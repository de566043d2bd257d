//! Per-predicate fact writers.

use tracing::{debug, error, info, warn};

use freebase_core::keys::{decode_key, is_interesting_key};
use freebase_core::{PredicateKind, PropertyField, Term, TopicId, TopicKey, Triple};
use freebase_storage::{LanguageFacet, StorageError, Store, WriteOutcome};

use crate::resolver::TopicResolver;

#[derive(Debug, Clone, Copy, PartialEq, Eq)]
pub enum SkipReason {
    /// Subject or object could not be turned into a topic.
    Unresolved,
    /// Label-like predicate whose object has no language tag.
    NotALanguageLiteral,
    /// Key or flag predicate whose object is not a literal.
    NotALiteral,
    /// Key dropped by the interest filter.
    NotInteresting,
    /// Uniqueness flag other than `true`/`false`.
    InvalidBoolean,
    /// Identity triple that does not map a mid to a textid.
    InvalidIdentity,
}

impl SkipReason {
    pub fn as_str(&self) -> &'static str {
        match self {
            Self::Unresolved => "unresolved",
            Self::NotALanguageLiteral => "not_a_language_literal",
            Self::NotALiteral => "not_a_literal",
            Self::NotInteresting => "not_interesting",
            Self::InvalidBoolean => "invalid_boolean",
            Self::InvalidIdentity => "invalid_identity",
        }
    }
}

#[derive(Debug, Clone, PartialEq, Eq)]
pub enum FactOutcome {
    Stored(WriteOutcome),
    Skipped(SkipReason),
}

/// Applies facts to a store, resolving topics through a shared resolver.
pub struct FactWriter<'a, S> {
    store: &'a mut S,
    resolver: &'a mut TopicResolver,
}

impl<'a, S: Store> FactWriter<'a, S> {
    pub fn new(store: &'a mut S, resolver: &'a mut TopicResolver) -> Self {
        Self { store, resolver }
    }

    /// Route a dispatched triple to its writer.
    pub fn apply(
        &mut self,
        kind: PredicateKind,
        triple: &Triple,
    ) -> Result<FactOutcome, StorageError> {
        let (s, o) = (&triple.subject, &triple.object);
        match kind {
            PredicateKind::ObjectId => self.add_identity(s, o),
            PredicateKind::Label => self.add_language_value(LanguageFacet::Label, s, o),
            PredicateKind::Description => self.add_language_value(LanguageFacet::Description, s, o),
            PredicateKind::Alias => self.add_language_value(LanguageFacet::Alias, s, o),
            PredicateKind::Type => self.add_type(s, o, false),
            PredicateKind::NotableType => self.add_type(s, o, true),
            PredicateKind::Key => self.add_key(s, o),
            PredicateKind::PropertyField(field) => self.add_property_field(s, o, field),
            PredicateKind::UniqueFlag => self.add_unique_flag(s, o),
        }
    }

    /// mid → textid mapping from the identity pass. Older dumps carry the
    /// textid as a literal path rather than an IRI.
    pub fn add_identity(
        &mut self,
        subject: &Term,
        object: &Term,
    ) -> Result<FactOutcome, StorageError> {
        let mid = subject.as_iri().and_then(TopicKey::from_uri);
        let textid = match object {
            Term::Iri(uri) => TopicKey::from_uri(uri),
            Term::Literal { value, .. } => TopicKey::from_path(value),
            Term::Blank(_) => None,
        };
        match (mid, textid) {
            (Some(TopicKey::Mid(mid)), Some(TopicKey::TextId(textid))) => {
                let outcome = self.store.insert_topic_pair(&mid, &textid)?;
                Ok(self.stored(outcome, subject))
            }
            _ => {
                warn!(subject = %subject, object = %object, "not a mid to textid mapping");
                Ok(FactOutcome::Skipped(SkipReason::InvalidIdentity))
            }
        }
    }

    pub fn add_language_value(
        &mut self,
        facet: LanguageFacet,
        subject: &Term,
        object: &Term,
    ) -> Result<FactOutcome, StorageError> {
        let (Some(value), Some(language)) = (object.literal_value(), object.language()) else {
            debug!(subject = %subject, object = %object, facet = facet.table(), "untagged literal");
            return Ok(FactOutcome::Skipped(SkipReason::NotALanguageLiteral));
        };
        let Some(topic) = self.resolve(subject, facet.table())? else {
            return Ok(FactOutcome::Skipped(SkipReason::Unresolved));
        };
        let outcome = self
            .store
            .insert_language_value(facet, topic, language, value)?;
        Ok(self.stored(outcome, subject))
    }

    /// Assert `object` as a type of `subject`. A notable assertion upgrades
    /// an existing plain one; nothing ever downgrades it.
    pub fn add_type(
        &mut self,
        subject: &Term,
        object: &Term,
        notable: bool,
    ) -> Result<FactOutcome, StorageError> {
        let Some(topic) = self.resolve(subject, "type subject")? else {
            return Ok(FactOutcome::Skipped(SkipReason::Unresolved));
        };
        let Some(type_id) = self.resolve(object, "type object")? else {
            return Ok(FactOutcome::Skipped(SkipReason::Unresolved));
        };
        let outcome = match self.store.insert_type(topic, type_id, notable)? {
            WriteOutcome::AlreadyExists if notable => self.store.promote_notable(topic, type_id)?,
            outcome => outcome,
        };
        Ok(self.stored(outcome, subject))
    }

    pub fn add_key(&mut self, subject: &Term, object: &Term) -> Result<FactOutcome, StorageError> {
        let Some(raw) = object.literal_value() else {
            debug!(subject = %subject, object = %object, "key is not a literal");
            return Ok(FactOutcome::Skipped(SkipReason::NotALiteral));
        };
        if !is_interesting_key(raw) {
            return Ok(FactOutcome::Skipped(SkipReason::NotInteresting));
        }
        let Some(topic) = self.resolve(subject, "key")? else {
            return Ok(FactOutcome::Skipped(SkipReason::Unresolved));
        };
        let key = decode_key(raw);
        let outcome = self.store.insert_key(topic, &key)?;
        Ok(self.stored(outcome, subject))
    }

    pub fn add_property_field(
        &mut self,
        subject: &Term,
        object: &Term,
        field: PropertyField,
    ) -> Result<FactOutcome, StorageError> {
        let Some(topic) = self.resolve(subject, "property")? else {
            return Ok(FactOutcome::Skipped(SkipReason::Unresolved));
        };
        let Some(value) = self.resolve(object, field.column())? else {
            return Ok(FactOutcome::Skipped(SkipReason::Unresolved));
        };
        let outcome = self.store.upsert_property_field(topic, field, value)?;
        Ok(self.stored(outcome, subject))
    }

    pub fn add_unique_flag(
        &mut self,
        subject: &Term,
        object: &Term,
    ) -> Result<FactOutcome, StorageError> {
        let Some(raw) = object.literal_value() else {
            debug!(subject = %subject, object = %object, "uniqueness flag is not a literal");
            return Ok(FactOutcome::Skipped(SkipReason::NotALiteral));
        };
        let unique = match raw {
            "true" => true,
            "false" => false,
            other => {
                info!(subject = %subject, value = other, "invalid uniqueness flag");
                return Ok(FactOutcome::Skipped(SkipReason::InvalidBoolean));
            }
        };
        let Some(topic) = self.resolve(subject, "property")? else {
            return Ok(FactOutcome::Skipped(SkipReason::Unresolved));
        };
        let outcome = self.store.upsert_property_unique(topic, unique)?;
        Ok(self.stored(outcome, subject))
    }

    fn resolve(&mut self, term: &Term, role: &str) -> Result<Option<TopicId>, StorageError> {
        let id = self.resolver.resolve_term(&mut *self.store, term, true)?;
        if id.is_none() {
            warn!(term = %term, role, "unable to resolve topic");
        }
        Ok(id)
    }

    fn stored(&self, outcome: WriteOutcome, subject: &Term) -> FactOutcome {
        if let WriteOutcome::Rejected(reason) = &outcome {
            error!(subject = %subject, %reason, "rejected fact");
        }
        FactOutcome::Stored(outcome)
    }
}
use std::path::PathBuf;

use anyhow::Context;
use clap::Parser;
use tracing::info;

use freebase_cli::{DatabaseArgs, init_logging};
use freebase_engine::checkpoint::DEFAULT_CHECKPOINT_FILE;
use freebase_engine::pipeline::DEFAULT_CHECKPOINT_EVERY;
use freebase_engine::resolver::DEFAULT_CACHE_CAPACITY;
use freebase_engine::{FileCheckpoint, IngestOptions, Ingestor, open_dump};
use freebase_storage::SqliteStore;

/// Load a Freebase N-Triples dump into the relational store.
#[derive(Parser, Debug)]
#[command(name = "freebase-load")]
struct Cli {
    /// Full dump (`.gz`, `.zst` or plain N-Triples).
    dump: PathBuf,

    /// Dump restricted to `type.object.id`, applied first.
    mid_textid_dump: PathBuf,

    #[command(flatten)]
    database: DatabaseArgs,

    /// Progress sidecar holding the number of main-dump lines applied.
    #[arg(long, default_value = DEFAULT_CHECKPOINT_FILE)]
    checkpoint: PathBuf,

    #[arg(long, default_value_t = DEFAULT_CHECKPOINT_EVERY)]
    checkpoint_every: u64,

    #[arg(long, default_value_t = DEFAULT_CACHE_CAPACITY)]
    cache_capacity: usize,

    /// Stop after this many main-dump lines.
    #[arg(long)]
    limit: Option<u64>,

    /// Print the final statistics as JSON.
    #[arg(long)]
    json: bool,
}

fn main() -> anyhow::Result<()> {
    let cli = Cli::parse();
    init_logging();

    let descriptor = cli.database.descriptor()?;
    info!(%descriptor, "opening store");
    let store = SqliteStore::open(descriptor)?;
    let options = IngestOptions {
        checkpoint_every: cli.checkpoint_every,
        cache_capacity: cli.cache_capacity,
        limit: cli.limit,
    };
    let mut ingestor = Ingestor::new(store, FileCheckpoint::new(&cli.checkpoint), options);

    let identity = open_dump(&cli.mid_textid_dump)
        .with_context(|| format!("opening {}", cli.mid_textid_dump.display()))?;
    let dump = open_dump(&cli.dump).with_context(|| format!("opening {}", cli.dump.display()))?;
    let stats = ingestor.run(identity, dump)?;

    if cli.json {
        println!("{}", serde_json::to_string_pretty(&stats)?);
    } else {
        info!(
            lines = stats.main.lines,
            inserted = stats.identity.inserted + stats.main.inserted,
            updated = stats.identity.updated + stats.main.updated,
            rejected = stats.main.rejected,
            failed = stats.main.failed,
            "load complete"
        );
    }
    Ok(())
}
use thiserror::Error;

#[derive(Debug, Error)]
pub enum StorageError {
    #[error("sqlite error: {0}")]
    Sqlite(#[from] rusqlite::Error),

    #[error("invalid connection descriptor: {0}")]
    InvalidDescriptor(String),
}

impl StorageError {
    /// Connectivity failures worth one retry on a fresh connection.
    pub fn is_transient(&self) -> bool {
        match self {
            Self::Sqlite(rusqlite::Error::SqliteFailure(err, _)) => matches!(
                err.code,
                rusqlite::ErrorCode::DatabaseBusy
                    | rusqlite::ErrorCode::DatabaseLocked
                    | rusqlite::ErrorCode::CannotOpen
                    | rusqlite::ErrorCode::SystemIoFailure
            ),
            _ => false,
        }
    }
}
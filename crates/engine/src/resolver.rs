//! URI → topic id resolution with create-on-demand and an LRU memo.

use std::num::NonZeroUsize;

use lru::LruCache;
use serde::Serialize;
use tracing::debug;

use freebase_core::{Term, TopicId, TopicKey};
use freebase_storage::{StorageError, Store};

pub const DEFAULT_CACHE_CAPACITY: usize = 4096;

#[derive(Debug, Clone, Copy, Default, PartialEq, Eq, Serialize)]
pub struct CacheStats {
    pub hits: u64,
    pub misses: u64,
    pub entries: usize,
}

/// Resolves dump IRIs to topic ids. The cache is keyed by the raw IRI and
/// only ever holds ids that existed when they were resolved, so it must be
/// dropped before anything deletes topics.
pub struct TopicResolver {
    cache: LruCache<String, TopicId>,
    hits: u64,
    misses: u64,
}

impl Default for TopicResolver {
    fn default() -> Self {
        Self::new(DEFAULT_CACHE_CAPACITY)
    }
}

impl TopicResolver {
    pub fn new(capacity: usize) -> Self {
        let capacity = NonZeroUsize::new(capacity).unwrap_or(NonZeroUsize::MIN);
        Self {
            cache: LruCache::new(capacity),
            hits: 0,
            misses: 0,
        }
    }

    /// Look `uri` up, inserting a topic when it is unknown and `create` is
    /// set. `Ok(None)` means the IRI cannot name a topic (or does not exist
    /// yet and `create` is off).
    pub fn resolve<S: Store>(
        &mut self,
        store: &mut S,
        uri: &str,
        create: bool,
    ) -> Result<Option<TopicId>, StorageError> {
        if let Some(id) = self.cache.get(uri) {
            self.hits += 1;
            return Ok(Some(*id));
        }
        self.misses += 1;

        let Some(key) = TopicKey::from_uri(uri) else {
            return Ok(None);
        };
        let id = match store.find_topic(&key)? {
            Some(id) => Some(id),
            None if create => match store.insert_topic(&key)? {
                Some(id) => {
                    debug!(%key, %id, "created topic");
                    Some(id)
                }
                // Someone else created it between the lookup and the insert.
                None => store.find_topic(&key)?,
            },
            None => None,
        };

        if let Some(id) = id {
            self.cache.put(uri.to_string(), id);
        }
        Ok(id)
    }

    /// Like [`resolve`](Self::resolve) for a parsed term. Only IRIs name
    /// topics.
    pub fn resolve_term<S: Store>(
        &mut self,
        store: &mut S,
        term: &Term,
        create: bool,
    ) -> Result<Option<TopicId>, StorageError> {
        match term.as_iri() {
            Some(uri) => self.resolve(store, uri, create),
            None => Ok(None),
        }
    }

    pub fn clear(&mut self) {
        self.cache.clear();
    }

    pub fn stats(&self) -> CacheStats {
        CacheStats {
            hits: self.hits,
            misses: self.misses,
            entries: self.cache.len(),
        }
    }
}
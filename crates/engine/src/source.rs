//! Streaming triple source over (optionally compressed) dump files.

use std::fs::File;
use std::io::{BufRead, BufReader};
use std::path::Path;

use flate2::read::MultiGzDecoder;
use tracing::{debug, warn};

use freebase_core::{Triple, ntriples};

use crate::error::EngineError;

const READ_BUFFER: usize = 1 << 20;

/// Open a dump file, picking the decoder from its extension.
pub fn open_dump(path: &Path) -> Result<Box<dyn BufRead>, EngineError> {
    let file = File::open(path)?;
    let extension = path
        .extension()
        .and_then(|ext| ext.to_str())
        .unwrap_or_default();
    let reader: Box<dyn BufRead> = match extension {
        "gz" => Box::new(BufReader::with_capacity(
            READ_BUFFER,
            MultiGzDecoder::new(file),
        )),
        "zst" | "zstd" => Box::new(BufReader::with_capacity(
            READ_BUFFER,
            zstd::stream::read::Decoder::new(file)?,
        )),
        _ => Box::new(BufReader::with_capacity(READ_BUFFER, file)),
    };
    Ok(reader)
}

/// Yields `(ordinal, triple)` in file order. The ordinal is the number of raw
/// lines consumed so far, including the triple's own line, so it can be fed
/// back to [`TripleSource::resume`].
pub struct TripleSource<R> {
    reader: R,
    ordinal: u64,
    malformed: u64,
    buf: Vec<u8>,
}

impl<R: BufRead> TripleSource<R> {
    pub fn new(reader: R) -> Self {
        Self {
            reader,
            ordinal: 0,
            malformed: 0,
            buf: Vec::new(),
        }
    }

    /// Discard the first `skip` raw lines and continue counting from there.
    pub fn resume(reader: R, skip: u64) -> Result<Self, EngineError> {
        let mut source = Self::new(reader);
        while source.ordinal < skip {
            if !source.read_raw_line()? {
                warn!(
                    checkpoint = skip,
                    lines = source.ordinal,
                    "dump ended before the checkpoint position"
                );
                break;
            }
        }
        Ok(source)
    }

    pub fn ordinal(&self) -> u64 {
        self.ordinal
    }

    /// Lines that could not be parsed so far.
    pub fn malformed(&self) -> u64 {
        self.malformed
    }

    fn read_raw_line(&mut self) -> Result<bool, EngineError> {
        self.buf.clear();
        let read = self.reader.read_until(b'\n', &mut self.buf)?;
        if read == 0 {
            return Ok(false);
        }
        self.ordinal += 1;
        Ok(true)
    }

    fn next_triple(&mut self) -> Result<Option<(u64, Triple)>, EngineError> {
        loop {
            if !self.read_raw_line()? {
                return Ok(None);
            }
            let line = match std::str::from_utf8(&self.buf) {
                Ok(line) => line,
                Err(err) => {
                    self.malformed += 1;
                    debug!(ordinal = self.ordinal, error = %err, "skipping non-UTF-8 line");
                    continue;
                }
            };
            match ntriples::parse_line(line) {
                Ok(Some(triple)) => return Ok(Some((self.ordinal, triple))),
                Ok(None) => {}
                Err(err) => {
                    self.malformed += 1;
                    debug!(ordinal = self.ordinal, error = %err, "skipping malformed line");
                }
            }
        }
    }
}

impl<R: BufRead> Iterator for TripleSource<R> {
    type Item = Result<(u64, Triple), EngineError>;

    fn next(&mut self) -> Option<Self::Item> {
        self.next_triple().transpose()
    }
}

*****

**YOUR INSTRUCTIONS:**
Write out exactly the lines above between the line with "anything deletes topics." and the line with "pub fn new(capacity: usize)", inclusive, and nothing beyond them.

**WRITTEN ANSWER:**
/// dropped before anything deletes topics.
pub struct TopicResolver {
    cache: LruCache<String, TopicId>,
    hits: u64,
    misses: u64,
}

impl Default for TopicResolver {
    fn default() -> Self {
        Self::new(DEFAULT_CACHE_CAPACITY)
    }
}

impl TopicResolver {
    pub fn new(capacity: usize) -> Self {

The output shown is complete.